** Opening Dataset block **

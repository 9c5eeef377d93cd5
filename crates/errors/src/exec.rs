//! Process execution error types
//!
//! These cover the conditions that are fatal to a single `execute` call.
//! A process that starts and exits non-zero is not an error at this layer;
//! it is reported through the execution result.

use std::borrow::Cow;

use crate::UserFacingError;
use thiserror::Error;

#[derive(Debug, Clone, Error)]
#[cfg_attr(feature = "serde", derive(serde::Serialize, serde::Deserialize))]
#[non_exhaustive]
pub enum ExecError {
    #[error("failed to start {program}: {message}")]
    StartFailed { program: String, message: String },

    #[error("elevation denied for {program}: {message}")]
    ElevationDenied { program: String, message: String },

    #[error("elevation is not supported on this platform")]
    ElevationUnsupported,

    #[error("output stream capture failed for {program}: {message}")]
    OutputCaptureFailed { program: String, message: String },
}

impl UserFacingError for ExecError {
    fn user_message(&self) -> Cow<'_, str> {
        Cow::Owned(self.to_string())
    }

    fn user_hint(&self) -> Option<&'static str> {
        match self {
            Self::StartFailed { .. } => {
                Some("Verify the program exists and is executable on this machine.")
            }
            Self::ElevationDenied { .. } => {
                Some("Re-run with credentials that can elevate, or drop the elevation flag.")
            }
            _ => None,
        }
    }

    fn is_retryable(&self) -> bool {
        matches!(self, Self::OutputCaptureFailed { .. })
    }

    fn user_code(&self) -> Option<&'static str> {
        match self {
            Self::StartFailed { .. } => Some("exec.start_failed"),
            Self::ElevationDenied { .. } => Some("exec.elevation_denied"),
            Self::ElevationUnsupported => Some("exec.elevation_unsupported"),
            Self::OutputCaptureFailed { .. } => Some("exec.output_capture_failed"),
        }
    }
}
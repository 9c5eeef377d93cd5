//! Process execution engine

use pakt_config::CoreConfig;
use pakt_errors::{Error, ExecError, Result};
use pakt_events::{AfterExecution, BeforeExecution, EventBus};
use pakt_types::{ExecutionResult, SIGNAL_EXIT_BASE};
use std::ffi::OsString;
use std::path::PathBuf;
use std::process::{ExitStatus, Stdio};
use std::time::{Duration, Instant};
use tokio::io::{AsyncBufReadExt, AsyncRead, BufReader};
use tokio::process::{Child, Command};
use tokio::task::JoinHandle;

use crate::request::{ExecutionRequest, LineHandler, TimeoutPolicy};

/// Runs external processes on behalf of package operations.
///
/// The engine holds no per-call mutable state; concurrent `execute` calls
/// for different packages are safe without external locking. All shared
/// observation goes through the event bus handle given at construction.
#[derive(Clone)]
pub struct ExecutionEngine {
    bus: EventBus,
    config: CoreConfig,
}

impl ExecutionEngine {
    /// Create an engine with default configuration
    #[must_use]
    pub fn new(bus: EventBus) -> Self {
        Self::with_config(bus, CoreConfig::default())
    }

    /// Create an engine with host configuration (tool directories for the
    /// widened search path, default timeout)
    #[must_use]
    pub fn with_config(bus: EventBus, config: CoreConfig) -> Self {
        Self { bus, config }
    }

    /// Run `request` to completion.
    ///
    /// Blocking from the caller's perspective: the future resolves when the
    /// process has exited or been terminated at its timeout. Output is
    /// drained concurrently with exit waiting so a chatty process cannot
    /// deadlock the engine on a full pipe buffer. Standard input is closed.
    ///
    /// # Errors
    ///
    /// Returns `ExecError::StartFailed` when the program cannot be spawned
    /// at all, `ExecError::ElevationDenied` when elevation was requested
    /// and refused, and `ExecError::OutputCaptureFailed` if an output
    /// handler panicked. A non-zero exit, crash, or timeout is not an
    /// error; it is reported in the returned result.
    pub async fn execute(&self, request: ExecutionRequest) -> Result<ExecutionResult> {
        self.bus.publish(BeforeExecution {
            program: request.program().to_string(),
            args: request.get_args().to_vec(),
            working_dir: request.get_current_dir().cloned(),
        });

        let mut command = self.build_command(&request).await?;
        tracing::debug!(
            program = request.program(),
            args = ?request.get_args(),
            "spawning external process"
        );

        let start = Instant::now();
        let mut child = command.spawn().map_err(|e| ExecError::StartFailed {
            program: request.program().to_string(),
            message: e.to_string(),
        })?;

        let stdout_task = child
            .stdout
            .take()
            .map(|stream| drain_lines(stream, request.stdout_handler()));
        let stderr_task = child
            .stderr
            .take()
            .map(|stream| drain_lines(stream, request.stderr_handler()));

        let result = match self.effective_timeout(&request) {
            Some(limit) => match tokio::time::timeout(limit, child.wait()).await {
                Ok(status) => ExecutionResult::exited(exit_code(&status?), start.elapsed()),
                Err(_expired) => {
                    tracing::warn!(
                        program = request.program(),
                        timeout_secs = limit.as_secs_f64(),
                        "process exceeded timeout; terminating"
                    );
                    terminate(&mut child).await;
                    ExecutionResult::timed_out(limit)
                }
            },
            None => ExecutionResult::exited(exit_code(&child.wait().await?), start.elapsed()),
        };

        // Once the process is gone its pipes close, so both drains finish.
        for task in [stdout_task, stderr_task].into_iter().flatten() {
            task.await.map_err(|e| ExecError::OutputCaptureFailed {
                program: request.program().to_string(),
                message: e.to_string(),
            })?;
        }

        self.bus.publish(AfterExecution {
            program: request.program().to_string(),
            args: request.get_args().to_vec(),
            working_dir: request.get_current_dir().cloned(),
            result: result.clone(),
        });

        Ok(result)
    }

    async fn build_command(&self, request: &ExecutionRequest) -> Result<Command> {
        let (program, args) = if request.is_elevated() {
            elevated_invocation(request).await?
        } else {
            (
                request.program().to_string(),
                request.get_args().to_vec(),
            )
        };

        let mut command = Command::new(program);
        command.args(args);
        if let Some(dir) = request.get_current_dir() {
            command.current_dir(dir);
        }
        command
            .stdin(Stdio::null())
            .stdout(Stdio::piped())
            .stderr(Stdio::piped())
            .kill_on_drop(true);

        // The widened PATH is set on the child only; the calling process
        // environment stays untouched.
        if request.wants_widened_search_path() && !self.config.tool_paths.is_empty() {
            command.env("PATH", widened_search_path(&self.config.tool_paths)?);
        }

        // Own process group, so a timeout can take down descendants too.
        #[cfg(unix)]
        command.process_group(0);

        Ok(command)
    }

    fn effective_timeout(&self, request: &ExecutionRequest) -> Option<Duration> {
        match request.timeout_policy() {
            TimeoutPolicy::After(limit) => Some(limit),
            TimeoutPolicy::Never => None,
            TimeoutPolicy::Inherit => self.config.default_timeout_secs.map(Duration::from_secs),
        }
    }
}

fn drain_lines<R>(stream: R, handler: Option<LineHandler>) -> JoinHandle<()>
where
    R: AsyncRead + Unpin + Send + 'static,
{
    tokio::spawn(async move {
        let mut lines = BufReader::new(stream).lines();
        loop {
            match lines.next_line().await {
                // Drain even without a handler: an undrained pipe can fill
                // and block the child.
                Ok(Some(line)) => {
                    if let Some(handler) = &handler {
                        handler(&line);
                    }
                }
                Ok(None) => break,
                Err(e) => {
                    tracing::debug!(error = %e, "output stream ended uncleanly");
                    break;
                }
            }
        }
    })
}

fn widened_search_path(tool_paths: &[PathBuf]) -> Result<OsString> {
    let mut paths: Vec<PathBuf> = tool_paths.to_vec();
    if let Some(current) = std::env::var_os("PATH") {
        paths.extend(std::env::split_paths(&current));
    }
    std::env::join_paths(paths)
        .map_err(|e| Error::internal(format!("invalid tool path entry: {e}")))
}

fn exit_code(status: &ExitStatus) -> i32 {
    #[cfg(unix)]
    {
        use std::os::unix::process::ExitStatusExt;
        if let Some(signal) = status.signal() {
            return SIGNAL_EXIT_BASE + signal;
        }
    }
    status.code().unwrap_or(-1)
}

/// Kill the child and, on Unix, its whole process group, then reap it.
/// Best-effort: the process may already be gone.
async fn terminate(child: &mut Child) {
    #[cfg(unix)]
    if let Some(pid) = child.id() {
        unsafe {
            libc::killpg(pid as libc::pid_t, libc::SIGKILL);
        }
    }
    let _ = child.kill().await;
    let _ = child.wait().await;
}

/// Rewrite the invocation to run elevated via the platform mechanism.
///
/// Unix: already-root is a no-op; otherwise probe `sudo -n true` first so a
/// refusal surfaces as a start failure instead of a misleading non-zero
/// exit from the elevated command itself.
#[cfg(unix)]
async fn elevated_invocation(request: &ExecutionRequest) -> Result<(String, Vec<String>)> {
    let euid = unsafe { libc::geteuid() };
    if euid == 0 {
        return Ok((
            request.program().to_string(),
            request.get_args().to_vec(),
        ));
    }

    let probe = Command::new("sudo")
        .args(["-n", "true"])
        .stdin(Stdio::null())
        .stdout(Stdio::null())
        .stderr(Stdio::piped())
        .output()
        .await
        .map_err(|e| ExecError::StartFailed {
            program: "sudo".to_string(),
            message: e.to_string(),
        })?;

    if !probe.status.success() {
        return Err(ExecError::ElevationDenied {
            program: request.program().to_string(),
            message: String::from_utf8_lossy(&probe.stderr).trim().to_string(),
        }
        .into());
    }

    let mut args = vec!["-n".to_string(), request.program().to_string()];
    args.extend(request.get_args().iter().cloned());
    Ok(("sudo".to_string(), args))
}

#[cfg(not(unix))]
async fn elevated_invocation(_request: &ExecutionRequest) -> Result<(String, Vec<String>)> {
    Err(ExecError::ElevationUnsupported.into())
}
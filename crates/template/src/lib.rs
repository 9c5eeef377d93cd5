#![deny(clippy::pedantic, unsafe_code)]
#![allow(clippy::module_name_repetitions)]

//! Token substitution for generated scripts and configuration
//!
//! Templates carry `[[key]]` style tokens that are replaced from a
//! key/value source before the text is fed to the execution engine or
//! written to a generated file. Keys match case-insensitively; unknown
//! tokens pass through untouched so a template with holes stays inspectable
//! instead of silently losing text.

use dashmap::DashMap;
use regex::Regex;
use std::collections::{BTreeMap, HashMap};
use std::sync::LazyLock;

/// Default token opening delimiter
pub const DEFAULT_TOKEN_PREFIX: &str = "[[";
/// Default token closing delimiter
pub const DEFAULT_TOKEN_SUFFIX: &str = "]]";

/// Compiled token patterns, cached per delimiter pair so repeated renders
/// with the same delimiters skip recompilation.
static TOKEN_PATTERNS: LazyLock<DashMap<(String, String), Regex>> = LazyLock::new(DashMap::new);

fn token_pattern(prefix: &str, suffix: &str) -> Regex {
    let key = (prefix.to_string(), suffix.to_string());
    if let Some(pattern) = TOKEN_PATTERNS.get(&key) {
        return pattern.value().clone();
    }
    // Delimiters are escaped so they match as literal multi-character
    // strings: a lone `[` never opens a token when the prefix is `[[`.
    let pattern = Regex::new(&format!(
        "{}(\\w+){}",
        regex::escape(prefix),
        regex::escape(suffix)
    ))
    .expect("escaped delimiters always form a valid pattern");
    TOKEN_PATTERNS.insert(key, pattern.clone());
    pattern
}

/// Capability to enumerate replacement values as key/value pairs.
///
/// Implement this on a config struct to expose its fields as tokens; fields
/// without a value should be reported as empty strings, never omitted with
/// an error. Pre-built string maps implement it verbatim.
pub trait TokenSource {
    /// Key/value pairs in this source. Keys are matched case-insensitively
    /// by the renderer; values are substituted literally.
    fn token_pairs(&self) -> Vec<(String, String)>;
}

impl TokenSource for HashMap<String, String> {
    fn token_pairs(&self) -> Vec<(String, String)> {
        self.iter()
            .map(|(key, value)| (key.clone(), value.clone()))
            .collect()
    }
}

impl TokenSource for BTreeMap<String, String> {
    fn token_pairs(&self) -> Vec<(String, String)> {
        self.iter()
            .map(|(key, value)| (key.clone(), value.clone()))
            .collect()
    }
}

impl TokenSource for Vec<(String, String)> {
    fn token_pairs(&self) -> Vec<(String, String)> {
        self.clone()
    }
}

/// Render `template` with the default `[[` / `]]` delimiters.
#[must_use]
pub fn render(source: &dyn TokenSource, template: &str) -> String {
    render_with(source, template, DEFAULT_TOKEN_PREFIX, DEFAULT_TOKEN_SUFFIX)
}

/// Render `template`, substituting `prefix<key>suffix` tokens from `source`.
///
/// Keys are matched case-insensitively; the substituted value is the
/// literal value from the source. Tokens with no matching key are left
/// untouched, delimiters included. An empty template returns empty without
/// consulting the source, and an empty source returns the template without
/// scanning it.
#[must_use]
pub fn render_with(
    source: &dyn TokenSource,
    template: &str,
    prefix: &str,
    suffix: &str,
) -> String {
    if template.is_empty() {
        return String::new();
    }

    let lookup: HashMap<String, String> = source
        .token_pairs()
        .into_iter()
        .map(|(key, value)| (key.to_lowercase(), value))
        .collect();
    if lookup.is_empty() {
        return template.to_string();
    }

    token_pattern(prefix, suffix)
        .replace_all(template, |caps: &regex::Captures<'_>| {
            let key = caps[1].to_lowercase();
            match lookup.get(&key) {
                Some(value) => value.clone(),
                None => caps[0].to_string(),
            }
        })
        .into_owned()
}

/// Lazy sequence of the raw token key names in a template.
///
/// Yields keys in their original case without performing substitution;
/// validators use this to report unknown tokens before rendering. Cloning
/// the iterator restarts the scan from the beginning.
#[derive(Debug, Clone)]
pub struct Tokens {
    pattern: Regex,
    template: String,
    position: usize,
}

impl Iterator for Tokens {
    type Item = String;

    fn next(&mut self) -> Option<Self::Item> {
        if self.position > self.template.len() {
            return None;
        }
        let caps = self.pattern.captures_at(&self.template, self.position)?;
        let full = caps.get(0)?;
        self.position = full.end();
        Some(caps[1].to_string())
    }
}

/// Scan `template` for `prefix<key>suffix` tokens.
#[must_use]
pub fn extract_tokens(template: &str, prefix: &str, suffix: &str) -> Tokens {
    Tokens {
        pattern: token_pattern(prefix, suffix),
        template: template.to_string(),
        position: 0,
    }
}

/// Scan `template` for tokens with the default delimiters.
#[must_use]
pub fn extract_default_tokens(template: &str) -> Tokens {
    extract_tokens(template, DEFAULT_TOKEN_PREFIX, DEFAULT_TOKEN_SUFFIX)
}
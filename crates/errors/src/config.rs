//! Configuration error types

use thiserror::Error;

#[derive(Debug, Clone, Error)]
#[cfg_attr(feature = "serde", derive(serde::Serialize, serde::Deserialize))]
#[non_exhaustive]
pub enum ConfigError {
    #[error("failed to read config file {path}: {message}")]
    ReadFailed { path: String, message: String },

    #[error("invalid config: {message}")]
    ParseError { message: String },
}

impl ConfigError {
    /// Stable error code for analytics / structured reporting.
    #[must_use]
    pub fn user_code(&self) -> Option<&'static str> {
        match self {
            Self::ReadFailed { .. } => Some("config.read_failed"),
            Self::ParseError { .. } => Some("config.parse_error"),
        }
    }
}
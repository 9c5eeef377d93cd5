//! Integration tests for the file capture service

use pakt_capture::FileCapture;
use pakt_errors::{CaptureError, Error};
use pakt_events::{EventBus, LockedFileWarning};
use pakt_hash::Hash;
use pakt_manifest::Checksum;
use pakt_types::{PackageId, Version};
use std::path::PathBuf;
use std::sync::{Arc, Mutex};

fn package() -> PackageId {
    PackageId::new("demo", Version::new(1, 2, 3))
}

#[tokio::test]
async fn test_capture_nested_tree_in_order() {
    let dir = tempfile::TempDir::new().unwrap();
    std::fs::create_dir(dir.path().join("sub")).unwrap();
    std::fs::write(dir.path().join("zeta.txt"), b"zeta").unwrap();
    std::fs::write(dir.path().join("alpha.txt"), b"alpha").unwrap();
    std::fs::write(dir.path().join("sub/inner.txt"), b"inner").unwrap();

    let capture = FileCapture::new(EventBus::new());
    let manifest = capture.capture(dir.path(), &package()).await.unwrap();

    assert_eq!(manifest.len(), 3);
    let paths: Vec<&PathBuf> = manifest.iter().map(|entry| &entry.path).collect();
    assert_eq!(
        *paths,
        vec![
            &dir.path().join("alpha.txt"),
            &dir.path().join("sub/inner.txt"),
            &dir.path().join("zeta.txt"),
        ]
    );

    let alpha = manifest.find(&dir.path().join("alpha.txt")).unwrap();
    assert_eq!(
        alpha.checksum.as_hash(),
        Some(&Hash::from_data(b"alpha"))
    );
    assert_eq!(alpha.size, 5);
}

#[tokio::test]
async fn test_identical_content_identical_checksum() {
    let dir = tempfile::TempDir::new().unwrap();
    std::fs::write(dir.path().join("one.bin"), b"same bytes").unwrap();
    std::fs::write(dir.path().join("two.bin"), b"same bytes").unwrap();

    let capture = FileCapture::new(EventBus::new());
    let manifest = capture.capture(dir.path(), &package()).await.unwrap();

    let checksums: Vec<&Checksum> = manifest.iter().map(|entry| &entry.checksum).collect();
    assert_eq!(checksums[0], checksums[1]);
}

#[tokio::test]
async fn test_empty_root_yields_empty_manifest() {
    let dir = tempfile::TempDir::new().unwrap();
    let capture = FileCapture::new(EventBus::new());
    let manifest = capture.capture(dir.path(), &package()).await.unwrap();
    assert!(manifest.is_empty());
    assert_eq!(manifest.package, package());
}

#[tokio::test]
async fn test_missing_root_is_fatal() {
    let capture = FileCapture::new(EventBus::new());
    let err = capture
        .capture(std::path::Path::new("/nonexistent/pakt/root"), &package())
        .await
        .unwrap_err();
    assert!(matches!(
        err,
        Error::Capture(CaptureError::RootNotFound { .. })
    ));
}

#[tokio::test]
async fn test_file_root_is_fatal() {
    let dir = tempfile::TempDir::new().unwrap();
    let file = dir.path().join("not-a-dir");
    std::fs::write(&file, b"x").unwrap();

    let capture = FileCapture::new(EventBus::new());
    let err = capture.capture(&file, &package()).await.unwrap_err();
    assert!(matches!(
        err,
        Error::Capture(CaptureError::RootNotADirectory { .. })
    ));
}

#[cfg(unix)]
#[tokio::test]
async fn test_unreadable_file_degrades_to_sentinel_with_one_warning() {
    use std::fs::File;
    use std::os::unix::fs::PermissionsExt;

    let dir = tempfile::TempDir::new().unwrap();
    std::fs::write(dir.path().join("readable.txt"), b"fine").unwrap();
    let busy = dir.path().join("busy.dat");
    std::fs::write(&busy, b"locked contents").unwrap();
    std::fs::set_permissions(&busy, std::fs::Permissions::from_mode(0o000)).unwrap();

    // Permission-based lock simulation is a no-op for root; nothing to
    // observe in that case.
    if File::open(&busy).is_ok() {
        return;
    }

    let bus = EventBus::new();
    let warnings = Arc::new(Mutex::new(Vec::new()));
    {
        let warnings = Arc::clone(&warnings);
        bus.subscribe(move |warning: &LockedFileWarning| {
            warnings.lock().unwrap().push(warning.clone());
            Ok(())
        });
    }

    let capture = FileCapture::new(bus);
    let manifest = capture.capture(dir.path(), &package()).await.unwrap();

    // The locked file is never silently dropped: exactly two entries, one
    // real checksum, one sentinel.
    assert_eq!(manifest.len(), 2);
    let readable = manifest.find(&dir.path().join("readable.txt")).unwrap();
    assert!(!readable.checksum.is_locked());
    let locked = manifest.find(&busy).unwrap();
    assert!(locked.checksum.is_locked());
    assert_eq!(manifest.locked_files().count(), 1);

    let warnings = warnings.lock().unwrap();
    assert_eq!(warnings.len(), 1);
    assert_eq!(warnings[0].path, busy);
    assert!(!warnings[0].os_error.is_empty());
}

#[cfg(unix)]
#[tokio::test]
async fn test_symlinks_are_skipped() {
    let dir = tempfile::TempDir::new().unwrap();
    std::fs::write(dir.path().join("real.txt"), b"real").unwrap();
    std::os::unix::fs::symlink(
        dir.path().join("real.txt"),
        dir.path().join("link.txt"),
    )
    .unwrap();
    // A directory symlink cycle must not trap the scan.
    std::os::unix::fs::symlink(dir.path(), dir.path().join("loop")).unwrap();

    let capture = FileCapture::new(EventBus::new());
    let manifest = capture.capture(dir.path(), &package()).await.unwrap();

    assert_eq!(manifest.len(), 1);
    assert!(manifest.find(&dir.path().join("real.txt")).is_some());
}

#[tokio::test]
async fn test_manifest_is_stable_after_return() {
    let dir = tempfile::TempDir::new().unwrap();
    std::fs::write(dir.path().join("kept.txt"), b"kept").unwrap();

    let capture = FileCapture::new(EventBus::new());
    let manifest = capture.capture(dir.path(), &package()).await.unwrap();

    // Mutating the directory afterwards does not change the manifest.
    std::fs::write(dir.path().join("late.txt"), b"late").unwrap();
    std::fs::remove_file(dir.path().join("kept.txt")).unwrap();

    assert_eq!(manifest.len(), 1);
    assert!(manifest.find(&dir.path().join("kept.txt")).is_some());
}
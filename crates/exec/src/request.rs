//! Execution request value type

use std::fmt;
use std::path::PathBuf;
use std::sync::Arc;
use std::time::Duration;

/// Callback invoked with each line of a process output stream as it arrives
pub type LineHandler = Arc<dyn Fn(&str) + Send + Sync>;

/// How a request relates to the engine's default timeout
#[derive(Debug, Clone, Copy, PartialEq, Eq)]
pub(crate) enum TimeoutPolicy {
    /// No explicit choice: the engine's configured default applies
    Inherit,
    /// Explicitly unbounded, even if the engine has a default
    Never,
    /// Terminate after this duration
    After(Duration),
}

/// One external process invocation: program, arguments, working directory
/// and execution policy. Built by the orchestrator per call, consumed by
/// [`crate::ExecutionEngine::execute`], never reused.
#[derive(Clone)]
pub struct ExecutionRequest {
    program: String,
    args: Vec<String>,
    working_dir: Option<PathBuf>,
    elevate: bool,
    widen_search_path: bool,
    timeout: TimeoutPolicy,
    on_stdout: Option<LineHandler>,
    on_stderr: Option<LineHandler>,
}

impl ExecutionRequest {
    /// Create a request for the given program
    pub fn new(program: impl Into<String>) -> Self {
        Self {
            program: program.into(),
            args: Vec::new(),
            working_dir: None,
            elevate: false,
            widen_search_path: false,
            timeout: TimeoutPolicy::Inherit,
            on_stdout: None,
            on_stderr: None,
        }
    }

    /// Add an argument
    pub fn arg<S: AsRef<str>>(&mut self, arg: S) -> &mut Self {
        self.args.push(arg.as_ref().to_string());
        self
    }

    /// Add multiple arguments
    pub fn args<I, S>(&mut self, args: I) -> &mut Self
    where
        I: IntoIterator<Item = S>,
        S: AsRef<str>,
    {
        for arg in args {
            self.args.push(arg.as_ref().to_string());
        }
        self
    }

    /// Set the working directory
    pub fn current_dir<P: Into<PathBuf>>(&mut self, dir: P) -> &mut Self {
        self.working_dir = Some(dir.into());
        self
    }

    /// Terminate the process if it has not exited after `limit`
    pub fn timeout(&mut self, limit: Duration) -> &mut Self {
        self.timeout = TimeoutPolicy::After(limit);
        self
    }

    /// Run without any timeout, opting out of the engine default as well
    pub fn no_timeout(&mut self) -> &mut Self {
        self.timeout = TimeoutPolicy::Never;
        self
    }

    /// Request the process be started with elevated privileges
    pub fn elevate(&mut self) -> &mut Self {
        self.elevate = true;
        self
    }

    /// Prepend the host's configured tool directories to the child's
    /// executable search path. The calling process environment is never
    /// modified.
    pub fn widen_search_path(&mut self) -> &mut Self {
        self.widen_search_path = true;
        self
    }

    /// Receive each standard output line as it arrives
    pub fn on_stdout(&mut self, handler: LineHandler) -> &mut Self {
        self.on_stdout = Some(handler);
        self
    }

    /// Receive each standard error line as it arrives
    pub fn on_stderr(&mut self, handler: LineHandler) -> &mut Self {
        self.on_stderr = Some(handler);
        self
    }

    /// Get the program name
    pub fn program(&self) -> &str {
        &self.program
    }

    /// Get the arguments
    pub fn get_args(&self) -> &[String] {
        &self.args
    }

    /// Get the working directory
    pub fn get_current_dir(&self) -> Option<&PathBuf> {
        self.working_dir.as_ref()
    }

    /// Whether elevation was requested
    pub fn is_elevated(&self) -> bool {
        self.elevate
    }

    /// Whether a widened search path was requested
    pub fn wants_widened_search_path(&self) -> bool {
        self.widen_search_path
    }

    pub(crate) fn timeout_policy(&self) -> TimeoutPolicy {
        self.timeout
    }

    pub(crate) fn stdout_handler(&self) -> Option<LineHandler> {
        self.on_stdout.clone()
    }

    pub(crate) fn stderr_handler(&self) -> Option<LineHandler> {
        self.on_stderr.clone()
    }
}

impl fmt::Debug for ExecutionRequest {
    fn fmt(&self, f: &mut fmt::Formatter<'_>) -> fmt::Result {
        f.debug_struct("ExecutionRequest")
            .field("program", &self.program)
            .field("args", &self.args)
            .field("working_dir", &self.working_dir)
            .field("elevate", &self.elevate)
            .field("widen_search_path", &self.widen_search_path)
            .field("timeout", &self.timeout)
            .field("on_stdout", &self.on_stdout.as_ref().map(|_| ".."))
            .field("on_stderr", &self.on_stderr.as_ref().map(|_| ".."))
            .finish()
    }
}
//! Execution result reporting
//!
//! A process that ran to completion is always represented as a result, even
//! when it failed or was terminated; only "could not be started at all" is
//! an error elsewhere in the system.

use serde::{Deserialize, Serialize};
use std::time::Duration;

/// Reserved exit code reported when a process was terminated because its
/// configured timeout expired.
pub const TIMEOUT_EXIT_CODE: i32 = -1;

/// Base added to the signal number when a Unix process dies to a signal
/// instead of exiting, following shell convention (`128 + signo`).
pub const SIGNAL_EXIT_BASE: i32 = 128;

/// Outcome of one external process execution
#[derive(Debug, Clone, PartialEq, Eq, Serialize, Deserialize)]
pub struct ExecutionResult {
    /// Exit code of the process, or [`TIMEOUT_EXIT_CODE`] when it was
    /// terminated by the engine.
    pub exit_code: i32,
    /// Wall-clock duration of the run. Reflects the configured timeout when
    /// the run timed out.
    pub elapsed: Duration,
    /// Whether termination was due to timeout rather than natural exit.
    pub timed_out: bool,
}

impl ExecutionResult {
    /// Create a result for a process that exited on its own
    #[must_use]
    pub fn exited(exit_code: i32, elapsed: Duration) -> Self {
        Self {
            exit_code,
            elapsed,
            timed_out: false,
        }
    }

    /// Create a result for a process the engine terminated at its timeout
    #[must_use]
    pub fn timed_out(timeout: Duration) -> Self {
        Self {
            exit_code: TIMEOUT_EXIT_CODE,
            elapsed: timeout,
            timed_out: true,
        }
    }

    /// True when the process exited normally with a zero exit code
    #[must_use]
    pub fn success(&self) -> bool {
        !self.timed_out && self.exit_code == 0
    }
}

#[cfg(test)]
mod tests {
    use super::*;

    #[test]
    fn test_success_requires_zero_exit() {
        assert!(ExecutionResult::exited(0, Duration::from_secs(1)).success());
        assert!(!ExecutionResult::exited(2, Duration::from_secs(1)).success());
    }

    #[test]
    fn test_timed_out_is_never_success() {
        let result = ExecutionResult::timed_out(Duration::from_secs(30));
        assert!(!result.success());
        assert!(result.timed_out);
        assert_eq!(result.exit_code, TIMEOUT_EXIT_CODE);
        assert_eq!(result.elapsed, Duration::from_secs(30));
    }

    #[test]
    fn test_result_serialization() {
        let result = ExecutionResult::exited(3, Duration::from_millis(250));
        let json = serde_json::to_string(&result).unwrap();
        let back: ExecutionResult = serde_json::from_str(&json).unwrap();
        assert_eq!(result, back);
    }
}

** Closing Dataset block **

■ Work task: Nothing beyond the line containing "the execution result." is to be output; the lines above, from the first one onward to that line, are to be transcribed exactly.

■ Output:
repository 9c5eeef377d93cd5
filename crates/errors/src/exec.rs
//! Process execution error types
//!
//! These cover the conditions that are fatal to a single `execute` call.
//! A process that starts and exits non-zero is not an error at this layer;
//! it is reported through the execution result.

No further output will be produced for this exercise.